### WORK REQUEST
Whenever a line of the records below contains the word "SystemClock", copy that line.

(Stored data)
• • •
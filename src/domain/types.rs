//! Shared domain types.
//!
//! These types are intentionally kept lightweight and serializable so they can be:
//!
//! - passed between the engine components in-memory
//! - returned to the HTTP/API layer as plain structured values
//! - loaded from JSON fixtures by the in-memory store

use chrono::{NaiveDateTime, Weekday};
use clap::ValueEnum;
use serde::{Deserialize, Serialize};

use crate::math::haversine_m;

/// Industry segment used to adjust the working-rate curve.
#[derive(
    Debug, Clone, Copy, PartialEq, Eq, PartialOrd, Ord, Hash, Serialize, Deserialize, ValueEnum,
)]
#[serde(rename_all = "lowercase")]
pub enum Industry {
    Tech,
    Finance,
    Manufacturing,
    Retail,
    Healthcare,
    Education,
    Government,
    Media,
    Other,
}

impl Industry {
    pub const ALL: [Industry; 9] = [
        Industry::Tech,
        Industry::Finance,
        Industry::Manufacturing,
        Industry::Retail,
        Industry::Healthcare,
        Industry::Education,
        Industry::Government,
        Industry::Media,
        Industry::Other,
    ];

    pub fn label(self) -> &'static str {
        match self {
            Industry::Tech => "tech",
            Industry::Finance => "finance",
            Industry::Manufacturing => "manufacturing",
            Industry::Retail => "retail",
            Industry::Healthcare => "healthcare",
            Industry::Education => "education",
            Industry::Government => "government",
            Industry::Media => "media",
            Industry::Other => "other",
        }
    }

    /// Lenient parse used for free-text storage columns.
    ///
    /// Unknown labels map to [`Industry::Other`] rather than failing.
    pub fn from_label(raw: &str) -> Industry {
        let needle = raw.trim();
        Industry::ALL
            .into_iter()
            .find(|i| i.label().eq_ignore_ascii_case(needle))
            .unwrap_or(Industry::Other)
    }
}

/// City tier, which scales the density factor.
#[derive(Debug, Clone, Copy, PartialEq, Eq, Hash, Serialize, Deserialize, ValueEnum)]
#[serde(rename_all = "snake_case")]
pub enum CityTier {
    Tier1,
    NewTier1,
    Tier2,
    Tier3,
}

impl CityTier {
    pub fn multiplier(self) -> f64 {
        match self {
            CityTier::Tier1 => 1.5,
            CityTier::NewTier1 => 1.2,
            CityTier::Tier2 => 1.0,
            CityTier::Tier3 => 0.8,
        }
    }

    pub fn label(self) -> &'static str {
        match self {
            CityTier::Tier1 => "tier-1",
            CityTier::NewTier1 => "new-tier-1",
            CityTier::Tier2 => "tier-2",
            CityTier::Tier3 => "tier-3",
        }
    }
}

/// Whether an entity is currently "on the clock".
#[derive(Debug, Clone, Copy, PartialEq, Eq, Serialize, Deserialize)]
#[serde(rename_all = "lowercase")]
pub enum WorkStatus {
    Working,
    Off,
}

impl WorkStatus {
    pub fn label(self) -> &'static str {
        match self {
            WorkStatus::Working => "working",
            WorkStatus::Off => "off",
        }
    }
}

/// A WGS84 coordinate in degrees.
#[derive(Debug, Clone, Copy, PartialEq, Serialize, Deserialize)]
pub struct GeoPoint {
    pub lat: f64,
    pub lon: f64,
}

impl GeoPoint {
    pub fn new(lat: f64, lon: f64) -> Self {
        Self { lat, lon }
    }

    /// Great-circle distance in meters.
    pub fn distance_to(&self, other: &GeoPoint) -> f64 {
        haversine_m(*self, *other)
    }

    pub fn is_valid(&self) -> bool {
        self.lat.is_finite()
            && self.lon.is_finite()
            && (-90.0..=90.0).contains(&self.lat)
            && (-180.0..=180.0).contains(&self.lon)
    }
}

/// Axis-aligned prefilter box in degrees.
#[derive(Debug, Clone, Copy, PartialEq, Serialize, Deserialize)]
pub struct BoundingBox {
    pub min_lat: f64,
    pub max_lat: f64,
    pub min_lon: f64,
    pub max_lon: f64,
}

impl BoundingBox {
    pub fn contains(&self, p: &GeoPoint) -> bool {
        p.lat >= self.min_lat && p.lat <= self.max_lat && p.lon >= self.min_lon && p.lon <= self.max_lon
    }
}

/// One evaluation of the temporal presence model. Never persisted.
#[derive(Debug, Clone, Serialize)]
pub struct PresenceSample {
    pub timestamp: NaiveDateTime,
    /// ISO weekday, Monday = 1.
    pub weekday: u32,
    pub is_holiday: bool,
    pub overtime_index: f64,
    pub industry: Option<Industry>,
    pub working_rate: f64,
}

/// A record backed by a genuine user check-in. Owned by the storage layer.
#[derive(Debug, Clone, PartialEq, Serialize, Deserialize)]
pub struct AuthenticEntity {
    pub id: String,
    pub position: GeoPoint,
    pub last_activity: NaiveDateTime,
    pub category: String,
}

/// A request-scoped stand-in generated to fill sparse results.
#[derive(Debug, Clone, PartialEq, Serialize)]
pub struct SyntheticEntity {
    pub transient_id: String,
    pub distance_m: f64,
    pub status: WorkStatus,
    pub implied_city: String,
    pub industry: Industry,
}

/// A row of a mixed nearby result.
#[derive(Debug, Clone, PartialEq, Serialize)]
#[serde(tag = "kind", rename_all = "lowercase")]
pub enum NearbyEntity {
    Authentic {
        entity: AuthenticEntity,
        distance_m: f64,
        status: WorkStatus,
    },
    Synthetic(SyntheticEntity),
}

impl NearbyEntity {
    pub fn id(&self) -> &str {
        match self {
            NearbyEntity::Authentic { entity, .. } => &entity.id,
            NearbyEntity::Synthetic(s) => &s.transient_id,
        }
    }

    pub fn distance_m(&self) -> f64 {
        match self {
            NearbyEntity::Authentic { distance_m, .. } => *distance_m,
            NearbyEntity::Synthetic(s) => s.distance_m,
        }
    }

    pub fn status(&self) -> WorkStatus {
        match self {
            NearbyEntity::Authentic { status, .. } => *status,
            NearbyEntity::Synthetic(s) => s.status,
        }
    }

    pub fn is_authentic(&self) -> bool {
        matches!(self, NearbyEntity::Authentic { .. })
    }
}

/// Parameters of a "who is nearby" request.
#[derive(Debug, Clone, Copy, PartialEq)]
pub struct NearbyQuery {
    pub center: GeoPoint,
    pub radius_meters: f64,
    pub limit: usize,
    pub include_synthetic: bool,
}

#[derive(Debug, Clone, Serialize)]
pub struct NearbyResult {
    pub entities: Vec<NearbyEntity>,
    pub authentic_count: usize,
    pub synthetic_count: usize,
    pub estimated_area_total: u64,
}

/// A raw historical activity row read by the behavior profile learner.
#[derive(Debug, Clone, PartialEq, Serialize, Deserialize)]
pub struct ActivityRow {
    pub timestamp: NaiveDateTime,
    pub category: String,
    #[serde(default)]
    pub city: Option<String>,
    #[serde(default)]
    pub industry: Option<String>,
    #[serde(default)]
    pub content_length: u32,
    #[serde(default)]
    pub likes: u32,
    #[serde(default)]
    pub comments: u32,
    /// Set on AI-generated or seeded rows; those never feed the profile.
    #[serde(default)]
    pub is_synthetic: bool,
}

/// Weighted histogram: `(key, weight)` pairs, heaviest first.
pub type Histogram<K> = Vec<(K, f64)>;

/// Scalar averages over the authentic activity window.
#[derive(Debug, Clone, PartialEq, Serialize)]
pub struct AverageMetrics {
    pub content_length: f64,
    pub likes: f64,
    pub comments: f64,
    pub posts_per_day: f64,
}

/// Empirical distributions learned from authentic behavior.
#[derive(Debug, Clone, PartialEq, Serialize)]
pub struct BehaviorProfile {
    /// 24 buckets, one per hour of day.
    pub hour_histogram: Histogram<u32>,
    pub category_histogram: Histogram<String>,
    /// Capped at the configured top-N cities.
    pub city_histogram: Histogram<String>,
    pub industry_histogram: Histogram<Industry>,
    pub averages: AverageMetrics,
    /// Number of authentic rows the profile was built from.
    pub sample_size: usize,
    pub computed_at: NaiveDateTime,
    /// True when built entirely from hardcoded defaults.
    pub is_fallback: bool,
}

/// ISO weekday number, Monday = 1.
pub fn weekday_number(day: Weekday) -> u32 {
    day.number_from_monday()
}

#[cfg(test)]
mod tests {
    use super::*;

    #[test]
    fn industry_label_round_trips_loosely() {
        assert_eq!(Industry::from_label(" Tech "), Industry::Tech);
        assert_eq!(Industry::from_label("FINANCE"), Industry::Finance);
        assert_eq!(Industry::from_label("basket weaving"), Industry::Other);
    }

    #[test]
    fn bounding_box_contains_edges() {
        let bbox = BoundingBox {
            min_lat: 10.0,
            max_lat: 11.0,
            min_lon: 20.0,
            max_lon: 21.0,
        };
        assert!(bbox.contains(&GeoPoint::new(10.0, 21.0)));
        assert!(!bbox.contains(&GeoPoint::new(9.999, 20.5)));
    }

    #[test]
    fn invalid_coordinates_are_detected() {
        assert!(GeoPoint::new(22.5, 114.0).is_valid());
        assert!(!GeoPoint::new(91.0, 0.0).is_valid());
        assert!(!GeoPoint::new(f64::NAN, 0.0).is_valid());
    }
}
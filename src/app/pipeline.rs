//! Shared engine construction used by every CLI command.
//!
//! config -> store (optional fixture) -> clock (fixed `--at` or system) -> engine

use std::path::Path;
use std::sync::Arc;

use chrono::NaiveDateTime;

use crate::config::EngineConfig;
use crate::domain::GeoPoint;
use crate::engine::PresenceEngine;
use crate::error::AppError;
use crate::profile::{Clock, FixedClock, SystemClock};
use crate::store::MemoryStore;

/// An empty store when no fixture is given.
pub fn open_store(fixture: Option<&Path>) -> Result<MemoryStore, AppError> {
    match fixture {
        Some(path) => MemoryStore::from_json_file(path),
        None => Ok(MemoryStore::default()),
    }
}

pub fn clock_for(at: Option<NaiveDateTime>) -> Arc<dyn Clock> {
    match at {
        Some(at) => Arc::new(FixedClock::new(at)),
        None => Arc::new(SystemClock),
    }
}

pub fn build_engine(
    config: EngineConfig,
    fixture: Option<&Path>,
    at: Option<NaiveDateTime>,
) -> Result<PresenceEngine<MemoryStore>, AppError> {
    let store = open_store(fixture)?;
    PresenceEngine::with_clock(config, store, clock_for(at))
}

/// Boundary check for user-supplied coordinates.
pub fn parse_center(lat: f64, lon: f64) -> Result<GeoPoint, AppError> {
    let center = GeoPoint::new(lat, lon);
    if center.is_valid() {
        Ok(center)
    } else {
        Err(AppError::invalid_input(format!(
            "Coordinates out of range: lat={lat}, lon={lon}."
        )))
    }
}
//! Storage-facing seams.
//!
//! The engine never owns persistence. It reads through these traits, and the
//! host application plugs in its database. [`MemoryStore`] backs the CLI and
//! the tests.

use chrono::NaiveDateTime;

use crate::domain::{ActivityRow, AuthenticEntity, BoundingBox};
use crate::error::AppError;

pub mod memory;

pub use memory::{EntityRecord, MemoryStore};

/// Historical activity reader for the behavior profile learner.
pub trait ActivitySource {
    /// Rows with `timestamp >= since`. Implementations should exclude
    /// synthetic rows; the learner drops any that slip through.
    fn activity_since(&self, since: NaiveDateTime) -> Result<Vec<ActivityRow>, AppError>;
}

/// Entity reads needed by the nearby query and blend control.
pub trait PresenceStore: ActivitySource {
    /// At most `fetch_limit` entities inside `bbox`.
    fn query_by_bounding_box(
        &self,
        bbox: &BoundingBox,
        authentic_only: bool,
        fetch_limit: usize,
    ) -> Result<Vec<AuthenticEntity>, AppError>;

    /// Community-wide number of authentic entities. May lag concurrent writes.
    fn count_authentic(&self) -> Result<u64, AppError>;
}
//! Per-industry traits used by the temporal model and the fallback profile.

use chrono::Weekday;

use crate::domain::Industry;

/// Lunch-window length when the industry is unknown.
pub const DEFAULT_LUNCH_MINUTES: u32 = 60;

#[derive(Debug, Clone, Copy, PartialEq)]
pub struct IndustryTraits {
    /// Weekdays on which evening presence gets a bonus.
    pub peak_days: &'static [Weekday],
    pub lunch_minutes: u32,
    /// Prior share of the workforce, used when no authentic rows exist.
    pub default_weight: f64,
}

pub fn traits(industry: Industry) -> IndustryTraits {
    match industry {
        Industry::Tech => IndustryTraits {
            peak_days: &[Weekday::Mon, Weekday::Tue, Weekday::Wed],
            lunch_minutes: 90,
            default_weight: 0.22,
        },
        Industry::Finance => IndustryTraits {
            peak_days: &[Weekday::Thu, Weekday::Fri],
            lunch_minutes: 60,
            default_weight: 0.12,
        },
        Industry::Manufacturing => IndustryTraits {
            peak_days: &[Weekday::Wed, Weekday::Sat],
            lunch_minutes: 45,
            default_weight: 0.16,
        },
        Industry::Retail => IndustryTraits {
            peak_days: &[Weekday::Fri, Weekday::Sat, Weekday::Sun],
            lunch_minutes: 30,
            default_weight: 0.12,
        },
        Industry::Healthcare => IndustryTraits {
            peak_days: &[Weekday::Mon],
            lunch_minutes: 30,
            default_weight: 0.08,
        },
        Industry::Education => IndustryTraits {
            peak_days: &[Weekday::Thu],
            lunch_minutes: 90,
            default_weight: 0.07,
        },
        Industry::Government => IndustryTraits {
            peak_days: &[],
            lunch_minutes: 120,
            default_weight: 0.06,
        },
        Industry::Media => IndustryTraits {
            peak_days: &[Weekday::Tue, Weekday::Thu],
            lunch_minutes: 90,
            default_weight: 0.07,
        },
        Industry::Other => IndustryTraits {
            peak_days: &[],
            lunch_minutes: DEFAULT_LUNCH_MINUTES,
            default_weight: 0.10,
        },
    }
}

pub fn lunch_minutes(industry: Option<Industry>) -> u32 {
    industry.map_or(DEFAULT_LUNCH_MINUTES, |i| traits(i).lunch_minutes)
}

/// Whether `weekday` (Monday = 1) is a peak day for `industry`.
pub fn is_peak_day(industry: Industry, weekday: u32) -> bool {
    traits(industry)
        .peak_days
        .iter()
        .any(|d| d.number_from_monday() == weekday)
}
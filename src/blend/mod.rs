//! Authentic/synthetic population blending.

pub mod config;
pub mod controller;

pub use config::{BlendConfig, Milestone};
pub use controller::{PopulationBlendController, Provenance};
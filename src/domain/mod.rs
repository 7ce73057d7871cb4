//! Domain types used throughout the engine.
//!
//! This module defines:
//!
//! - classification enums (`Industry`, `CityTier`, `WorkStatus`)
//! - geometry (`GeoPoint`, `BoundingBox`)
//! - entities and query results (`AuthenticEntity`, `SyntheticEntity`, `NearbyResult`)
//! - learned behavior (`ActivityRow`, `BehaviorProfile`)

pub mod types;

pub use types::*;
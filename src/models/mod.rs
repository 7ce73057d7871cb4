//! Temporal presence model.
//!
//! Models are implemented as small, pure functions so that every other
//! component can call them per entity without caching.

pub mod legacy;
pub mod presence;

pub use legacy::baseline_working_rate;
pub use presence::*;
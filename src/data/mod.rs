//! Immutable lookup tables: calendar, cities, industries.
//!
//! Everything here is `const` data, built at compile time and never per call.

pub mod calendar;
pub mod cities;
pub mod industries;

pub use calendar::{CalendarContext, HOLIDAYS, WORKDAY_OVERRIDES, is_holiday, is_override_workday};
pub use cities::{CITIES, CITY_MATCH_RADIUS_M, City, find_city, nearest_city, resolve_city};
pub use industries::{IndustryTraits, is_peak_day, lunch_minutes, traits};
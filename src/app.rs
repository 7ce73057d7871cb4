//! Top-level application orchestration.
//!
//! `src/main.rs` is intentionally tiny; this module is the "real main" that:
//! - parses CLI arguments and installs logging
//! - loads and validates the engine config
//! - builds the engine over a fixture store when a command needs one
//! - prints reports and writes optional exports

use chrono::Local;
use clap::Parser;
use rand::SeedableRng;
use rand::rngs::StdRng;
use tracing_subscriber::EnvFilter;

use crate::cli::{
    Cli, Command, DensityArgs, EstimateArgs, NearbyArgs, ProfileArgs, RateArgs, RatioArgs,
    SeedReportArgs,
};
use crate::config::EngineConfig;
use crate::data::find_city;
use crate::domain::NearbyQuery;
use crate::error::AppError;
use crate::geo::density_factor;
use crate::models::{hourly_curve, sample};
use crate::report;
use crate::store::PresenceStore;

pub mod pipeline;

/// Entry point for the `presence` binary.
pub fn run() -> Result<(), AppError> {
    let cli = Cli::parse();
    init_tracing(cli.debug);

    let config_path = cli.config.as_deref();
    match cli.command {
        Command::Rate(args) => handle_rate(args),
        Command::Density(args) => handle_density(args),
        Command::Nearby(args) => handle_nearby(args, EngineConfig::load(config_path)?),
        Command::Ratio(args) => handle_ratio(args, EngineConfig::load(config_path)?),
        Command::Estimate(args) => handle_estimate(args, EngineConfig::load(config_path)?),
        Command::Profile(args) => handle_profile(args, EngineConfig::load(config_path)?),
        Command::SeedReport(args) => handle_seed_report(args, EngineConfig::load(config_path)?),
    }
}

/// Trace-level under `--debug`, otherwise whatever `RUST_LOG` asks for.
fn init_tracing(debug: bool) {
    let filter = if debug {
        EnvFilter::from_default_env().add_directive(tracing::Level::TRACE.into())
    } else {
        EnvFilter::from_default_env()
    };
    // A second init (e.g. from an embedding host) keeps the first subscriber.
    let _ = tracing_subscriber::fmt()
        .with_env_filter(filter)
        .with_writer(std::io::stderr)
        .try_init();
}

fn handle_rate(args: RateArgs) -> Result<(), AppError> {
    let at = args.at.unwrap_or_else(|| Local::now().naive_local());
    let city = args
        .city
        .as_deref()
        .map(|name| {
            find_city(name).ok_or_else(|| AppError::invalid_input(format!("Unknown city '{name}'.")))
        })
        .transpose()?;

    let overtime_index = match (args.overtime, city) {
        (Some(oi), _) if !oi.is_finite() => {
            return Err(AppError::invalid_input(format!("Overtime index must be finite, got {oi}.")));
        }
        (Some(oi), _) => oi,
        (None, Some(city)) => city.overtime_index,
        (None, None) => 1.0,
    };

    let s = sample(at, overtime_index, args.industry, args.fluctuation);
    print!("{}", report::format_rate(&s, city));
    if args.curve {
        let curve = hourly_curve(at, overtime_index, args.industry);
        print!("\n{}", report::format_curve(at, &curve));
    }
    Ok(())
}

fn handle_density(args: DensityArgs) -> Result<(), AppError> {
    let factor = density_factor(args.tier, args.hour, args.weekend);
    print!("{}", report::format_density(args.tier, args.hour, args.weekend, factor));
    Ok(())
}

fn handle_nearby(args: NearbyArgs, config: EngineConfig) -> Result<(), AppError> {
    let center = pipeline::parse_center(args.lat, args.lon)?;
    let engine = pipeline::build_engine(config, args.fixture.as_deref(), args.at)?;

    let query = NearbyQuery {
        center,
        radius_meters: args.radius,
        limit: args.limit,
        include_synthetic: !args.no_synthetic,
    };
    let mut result = match args.seed {
        Some(seed) => engine.nearby_with(&query, &mut StdRng::seed_from_u64(seed))?,
        None => engine.nearby(&query)?,
    };
    if args.ranked {
        result.entities = engine.rank_mixed(result.entities);
    }

    let radius = engine.geo().clamp_radius(args.radius);
    print!("{}", report::format_nearby(&result, center, radius));
    Ok(())
}

fn handle_ratio(args: RatioArgs, config: EngineConfig) -> Result<(), AppError> {
    let engine = pipeline::build_engine(config, args.fixture.as_deref(), None)?;

    let (authentic, ratio) = match args.authentic {
        Some(n) => (n, engine.target_synthetic_ratio(n)),
        None => {
            let n = engine.store().count_authentic()?;
            (n, engine.community_target_ratio()?)
        }
    };
    let required = args.total.map(|total| {
        let authentic = usize::try_from(authentic).unwrap_or(usize::MAX);
        let needed = engine
            .blend()
            .required_synthetic_count(authentic, args.current_synthetic, total);
        (total, needed)
    });

    print!("{}", report::format_ratio(authentic, ratio, required));
    Ok(())
}

fn handle_estimate(args: EstimateArgs, config: EngineConfig) -> Result<(), AppError> {
    let center = pipeline::parse_center(args.lat, args.lon)?;
    let engine = pipeline::build_engine(config, None, args.at)?;

    let radius = engine.geo().clamp_radius(args.radius);
    let total = engine.estimated_area_total(center, radius);
    let active = engine.estimate_active_nearby(center, radius);
    print!(
        "{}",
        report::format_estimate(center, radius, engine.resolve_city(center), total, active)
    );
    Ok(())
}

fn handle_profile(args: ProfileArgs, config: EngineConfig) -> Result<(), AppError> {
    let engine = pipeline::build_engine(config, Some(args.fixture.as_path()), args.at)?;
    let profile = engine.behavior_profile();

    if args.json {
        let json = serde_json::to_string_pretty(profile.as_ref())
            .map_err(|e| AppError::io(format!("Failed to serialize profile: {e}")))?;
        println!("{json}");
    } else {
        print!("{}", report::format_profile(&profile));
    }
    Ok(())
}

fn handle_seed_report(args: SeedReportArgs, config: EngineConfig) -> Result<(), AppError> {
    let engine = pipeline::build_engine(config, None, args.at)?;
    let table = report::build_seed_table(
        engine.now().date(),
        args.radius,
        args.limit,
        engine.blend(),
        engine.geo(),
    );

    print!("{}", report::format_seed_summary(&table));
    if let Some(path) = &args.export {
        report::export_seed_table(path, &table)?;
        println!("Wrote {} rows to {}", table.rows.len(), path.display());
    }
    Ok(())
}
• • •
### RESULT
use crate::profile::{Clock, FixedClock, SystemClock};
        None => Arc::new(SystemClock),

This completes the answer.